Activity: Search the records below for "Option"; copy each line that has it.

__________________________________________________

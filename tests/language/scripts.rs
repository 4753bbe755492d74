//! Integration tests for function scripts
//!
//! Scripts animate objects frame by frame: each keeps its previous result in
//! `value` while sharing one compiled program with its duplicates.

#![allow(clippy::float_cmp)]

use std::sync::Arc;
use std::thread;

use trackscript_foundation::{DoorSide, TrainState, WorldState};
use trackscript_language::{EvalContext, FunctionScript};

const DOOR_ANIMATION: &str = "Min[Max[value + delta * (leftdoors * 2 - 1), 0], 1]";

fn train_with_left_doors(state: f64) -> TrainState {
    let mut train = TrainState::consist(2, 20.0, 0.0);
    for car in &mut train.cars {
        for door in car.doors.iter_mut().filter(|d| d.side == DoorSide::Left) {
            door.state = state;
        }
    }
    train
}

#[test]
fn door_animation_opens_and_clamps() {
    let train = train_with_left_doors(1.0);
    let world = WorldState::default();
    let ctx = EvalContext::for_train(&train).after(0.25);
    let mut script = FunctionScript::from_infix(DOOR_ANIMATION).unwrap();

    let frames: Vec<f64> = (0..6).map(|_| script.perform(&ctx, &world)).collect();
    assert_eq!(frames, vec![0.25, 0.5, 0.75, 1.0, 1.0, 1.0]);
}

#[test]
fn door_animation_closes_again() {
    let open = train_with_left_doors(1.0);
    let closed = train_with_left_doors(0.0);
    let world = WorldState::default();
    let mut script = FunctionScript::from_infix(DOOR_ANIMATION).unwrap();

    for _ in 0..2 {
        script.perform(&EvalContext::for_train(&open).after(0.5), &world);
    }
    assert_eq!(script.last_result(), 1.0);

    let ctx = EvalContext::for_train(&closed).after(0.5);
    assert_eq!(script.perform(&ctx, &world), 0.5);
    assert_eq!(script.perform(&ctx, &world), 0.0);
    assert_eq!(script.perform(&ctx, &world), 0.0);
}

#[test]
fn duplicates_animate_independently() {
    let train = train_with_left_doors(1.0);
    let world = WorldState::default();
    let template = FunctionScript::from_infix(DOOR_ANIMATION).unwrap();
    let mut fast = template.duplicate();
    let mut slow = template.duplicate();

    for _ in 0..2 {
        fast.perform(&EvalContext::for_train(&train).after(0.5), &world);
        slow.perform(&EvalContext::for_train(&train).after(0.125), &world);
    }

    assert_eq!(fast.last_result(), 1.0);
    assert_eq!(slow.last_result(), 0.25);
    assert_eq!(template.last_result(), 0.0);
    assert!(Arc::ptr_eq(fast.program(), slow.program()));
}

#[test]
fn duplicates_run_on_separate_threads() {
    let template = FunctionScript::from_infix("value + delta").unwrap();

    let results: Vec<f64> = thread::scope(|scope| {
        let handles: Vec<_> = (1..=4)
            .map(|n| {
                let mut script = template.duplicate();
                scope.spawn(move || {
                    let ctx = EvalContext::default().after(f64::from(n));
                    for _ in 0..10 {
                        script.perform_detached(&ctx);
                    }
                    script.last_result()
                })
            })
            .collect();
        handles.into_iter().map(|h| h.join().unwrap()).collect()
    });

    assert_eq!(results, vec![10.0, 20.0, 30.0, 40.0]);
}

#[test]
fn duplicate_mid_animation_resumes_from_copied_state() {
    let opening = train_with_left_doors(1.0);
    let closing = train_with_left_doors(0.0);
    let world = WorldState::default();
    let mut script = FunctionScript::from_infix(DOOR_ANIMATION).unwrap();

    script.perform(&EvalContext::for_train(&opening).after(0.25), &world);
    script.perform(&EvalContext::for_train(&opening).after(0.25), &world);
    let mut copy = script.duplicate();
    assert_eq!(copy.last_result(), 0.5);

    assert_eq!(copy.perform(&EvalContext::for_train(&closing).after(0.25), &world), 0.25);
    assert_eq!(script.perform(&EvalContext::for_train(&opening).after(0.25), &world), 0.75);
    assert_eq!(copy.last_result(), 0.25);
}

__________________________________________________

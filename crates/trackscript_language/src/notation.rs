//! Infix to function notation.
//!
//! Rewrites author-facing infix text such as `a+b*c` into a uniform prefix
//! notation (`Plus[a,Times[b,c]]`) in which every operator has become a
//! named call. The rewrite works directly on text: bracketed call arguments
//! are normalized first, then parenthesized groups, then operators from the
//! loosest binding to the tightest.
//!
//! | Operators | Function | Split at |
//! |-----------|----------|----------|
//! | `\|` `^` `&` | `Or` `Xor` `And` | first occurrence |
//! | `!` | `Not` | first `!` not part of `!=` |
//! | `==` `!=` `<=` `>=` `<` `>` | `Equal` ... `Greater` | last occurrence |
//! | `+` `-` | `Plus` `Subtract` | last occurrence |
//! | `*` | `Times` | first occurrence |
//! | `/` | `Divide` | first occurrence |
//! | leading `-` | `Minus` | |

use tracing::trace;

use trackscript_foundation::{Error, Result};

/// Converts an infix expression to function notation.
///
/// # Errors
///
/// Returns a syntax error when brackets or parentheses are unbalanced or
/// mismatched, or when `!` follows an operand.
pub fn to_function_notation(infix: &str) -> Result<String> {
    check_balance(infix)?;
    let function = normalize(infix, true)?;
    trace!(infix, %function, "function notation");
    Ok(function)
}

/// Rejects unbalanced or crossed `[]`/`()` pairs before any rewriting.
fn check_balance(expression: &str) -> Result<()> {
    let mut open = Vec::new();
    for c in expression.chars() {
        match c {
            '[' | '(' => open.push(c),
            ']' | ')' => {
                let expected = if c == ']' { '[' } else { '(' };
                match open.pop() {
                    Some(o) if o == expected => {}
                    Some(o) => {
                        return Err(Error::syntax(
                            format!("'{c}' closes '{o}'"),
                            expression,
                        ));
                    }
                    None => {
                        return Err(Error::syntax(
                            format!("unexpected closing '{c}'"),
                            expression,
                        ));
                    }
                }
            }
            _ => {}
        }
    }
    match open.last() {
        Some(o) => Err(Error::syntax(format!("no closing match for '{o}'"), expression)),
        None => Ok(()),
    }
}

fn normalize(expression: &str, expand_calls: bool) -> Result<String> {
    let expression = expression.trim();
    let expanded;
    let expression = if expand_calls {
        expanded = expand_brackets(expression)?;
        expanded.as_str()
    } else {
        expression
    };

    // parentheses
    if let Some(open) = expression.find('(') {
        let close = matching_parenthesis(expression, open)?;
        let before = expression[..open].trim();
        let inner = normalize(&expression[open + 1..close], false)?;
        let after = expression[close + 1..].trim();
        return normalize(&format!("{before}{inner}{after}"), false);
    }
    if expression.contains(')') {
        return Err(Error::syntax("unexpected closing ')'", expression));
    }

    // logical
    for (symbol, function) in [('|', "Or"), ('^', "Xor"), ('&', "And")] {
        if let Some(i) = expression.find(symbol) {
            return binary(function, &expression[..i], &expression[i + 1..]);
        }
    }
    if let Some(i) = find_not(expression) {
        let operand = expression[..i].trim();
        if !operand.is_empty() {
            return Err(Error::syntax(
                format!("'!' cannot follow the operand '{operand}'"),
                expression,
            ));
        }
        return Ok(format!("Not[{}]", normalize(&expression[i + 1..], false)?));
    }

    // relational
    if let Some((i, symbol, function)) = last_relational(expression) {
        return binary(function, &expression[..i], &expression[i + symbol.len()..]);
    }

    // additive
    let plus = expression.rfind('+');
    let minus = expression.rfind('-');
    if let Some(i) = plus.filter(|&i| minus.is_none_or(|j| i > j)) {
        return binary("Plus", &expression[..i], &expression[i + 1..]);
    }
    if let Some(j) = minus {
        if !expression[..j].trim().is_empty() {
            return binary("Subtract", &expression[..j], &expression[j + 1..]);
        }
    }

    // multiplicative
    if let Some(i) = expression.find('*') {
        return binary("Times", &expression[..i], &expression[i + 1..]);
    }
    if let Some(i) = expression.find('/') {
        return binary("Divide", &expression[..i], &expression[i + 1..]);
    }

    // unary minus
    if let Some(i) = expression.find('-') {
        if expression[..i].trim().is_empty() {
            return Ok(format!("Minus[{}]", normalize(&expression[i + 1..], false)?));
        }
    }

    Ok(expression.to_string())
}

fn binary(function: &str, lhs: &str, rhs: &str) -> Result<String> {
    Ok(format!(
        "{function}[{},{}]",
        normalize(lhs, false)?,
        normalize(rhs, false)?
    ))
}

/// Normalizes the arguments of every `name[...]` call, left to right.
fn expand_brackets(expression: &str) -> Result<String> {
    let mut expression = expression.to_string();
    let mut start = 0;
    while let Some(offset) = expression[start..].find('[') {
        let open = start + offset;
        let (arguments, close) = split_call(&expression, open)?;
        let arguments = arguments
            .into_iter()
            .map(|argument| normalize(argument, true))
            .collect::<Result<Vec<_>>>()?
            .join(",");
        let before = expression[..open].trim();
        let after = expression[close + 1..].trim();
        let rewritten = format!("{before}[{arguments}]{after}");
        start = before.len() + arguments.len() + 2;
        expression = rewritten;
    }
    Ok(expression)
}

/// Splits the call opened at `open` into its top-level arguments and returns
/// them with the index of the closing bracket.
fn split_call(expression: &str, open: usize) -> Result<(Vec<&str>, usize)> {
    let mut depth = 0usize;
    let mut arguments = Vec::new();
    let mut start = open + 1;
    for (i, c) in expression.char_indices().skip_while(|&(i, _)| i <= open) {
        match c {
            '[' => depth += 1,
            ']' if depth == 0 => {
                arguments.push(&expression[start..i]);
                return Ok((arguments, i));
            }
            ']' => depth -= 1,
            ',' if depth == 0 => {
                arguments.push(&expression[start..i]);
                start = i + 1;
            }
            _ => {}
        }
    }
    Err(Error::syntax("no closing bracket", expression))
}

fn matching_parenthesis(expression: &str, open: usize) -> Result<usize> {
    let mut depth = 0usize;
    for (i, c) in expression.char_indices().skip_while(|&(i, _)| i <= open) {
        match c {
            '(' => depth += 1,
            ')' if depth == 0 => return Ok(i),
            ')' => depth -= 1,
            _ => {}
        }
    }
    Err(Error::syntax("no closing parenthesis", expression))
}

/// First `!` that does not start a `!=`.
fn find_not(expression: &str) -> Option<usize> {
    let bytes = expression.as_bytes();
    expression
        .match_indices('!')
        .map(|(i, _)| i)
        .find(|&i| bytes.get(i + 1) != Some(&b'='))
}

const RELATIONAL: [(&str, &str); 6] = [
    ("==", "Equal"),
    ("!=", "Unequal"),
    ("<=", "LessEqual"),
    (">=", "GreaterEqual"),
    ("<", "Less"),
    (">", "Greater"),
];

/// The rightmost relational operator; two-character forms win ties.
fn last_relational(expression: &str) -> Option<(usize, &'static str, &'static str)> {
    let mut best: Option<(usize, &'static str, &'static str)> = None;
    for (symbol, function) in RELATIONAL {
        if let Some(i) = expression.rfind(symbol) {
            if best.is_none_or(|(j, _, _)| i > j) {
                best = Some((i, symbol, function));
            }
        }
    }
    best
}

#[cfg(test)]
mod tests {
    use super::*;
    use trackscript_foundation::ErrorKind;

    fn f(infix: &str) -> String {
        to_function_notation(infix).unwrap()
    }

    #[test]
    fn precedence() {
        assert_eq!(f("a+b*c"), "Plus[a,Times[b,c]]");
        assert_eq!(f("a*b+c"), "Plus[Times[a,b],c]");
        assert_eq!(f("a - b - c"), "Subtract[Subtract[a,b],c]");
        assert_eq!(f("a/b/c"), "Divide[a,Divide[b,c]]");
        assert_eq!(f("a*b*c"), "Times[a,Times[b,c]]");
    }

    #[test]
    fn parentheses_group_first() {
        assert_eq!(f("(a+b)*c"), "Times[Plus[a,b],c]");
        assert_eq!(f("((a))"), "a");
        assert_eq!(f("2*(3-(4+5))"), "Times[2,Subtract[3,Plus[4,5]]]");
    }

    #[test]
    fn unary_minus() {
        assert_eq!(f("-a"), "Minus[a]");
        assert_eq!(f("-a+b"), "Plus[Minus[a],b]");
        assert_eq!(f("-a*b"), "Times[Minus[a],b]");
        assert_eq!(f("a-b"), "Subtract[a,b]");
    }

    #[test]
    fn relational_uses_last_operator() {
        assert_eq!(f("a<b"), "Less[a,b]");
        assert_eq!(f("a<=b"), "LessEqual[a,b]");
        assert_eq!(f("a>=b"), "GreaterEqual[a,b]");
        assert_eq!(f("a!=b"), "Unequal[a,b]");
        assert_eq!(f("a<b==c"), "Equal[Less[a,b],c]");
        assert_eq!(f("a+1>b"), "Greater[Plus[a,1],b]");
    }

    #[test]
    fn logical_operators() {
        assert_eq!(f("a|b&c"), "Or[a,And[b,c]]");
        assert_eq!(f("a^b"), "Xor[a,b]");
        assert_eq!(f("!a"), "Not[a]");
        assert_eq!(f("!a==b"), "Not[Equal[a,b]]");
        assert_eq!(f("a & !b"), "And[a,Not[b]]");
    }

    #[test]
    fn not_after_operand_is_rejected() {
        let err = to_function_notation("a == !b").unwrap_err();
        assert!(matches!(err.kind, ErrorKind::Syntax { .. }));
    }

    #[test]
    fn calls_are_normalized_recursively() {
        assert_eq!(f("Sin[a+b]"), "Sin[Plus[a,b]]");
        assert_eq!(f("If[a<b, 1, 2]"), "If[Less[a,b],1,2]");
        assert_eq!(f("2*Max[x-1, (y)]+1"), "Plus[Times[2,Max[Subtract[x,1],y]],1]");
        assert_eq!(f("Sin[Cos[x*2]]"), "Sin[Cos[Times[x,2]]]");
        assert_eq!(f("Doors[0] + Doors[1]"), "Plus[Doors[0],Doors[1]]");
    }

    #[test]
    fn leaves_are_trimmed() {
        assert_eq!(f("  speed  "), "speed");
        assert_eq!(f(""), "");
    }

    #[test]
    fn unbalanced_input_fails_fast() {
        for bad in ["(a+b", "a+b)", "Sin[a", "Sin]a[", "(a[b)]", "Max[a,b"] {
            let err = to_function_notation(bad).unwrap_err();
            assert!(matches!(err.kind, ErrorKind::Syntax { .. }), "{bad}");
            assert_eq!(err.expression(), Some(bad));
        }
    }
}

__________________________________________________

Response to the task:
fn find_not(expression: &str) -> Option<usize> {
fn last_relational(expression: &str) -> Option<(usize, &'static str, &'static str)> {
    let mut best: Option<(usize, &'static str, &'static str)> = None;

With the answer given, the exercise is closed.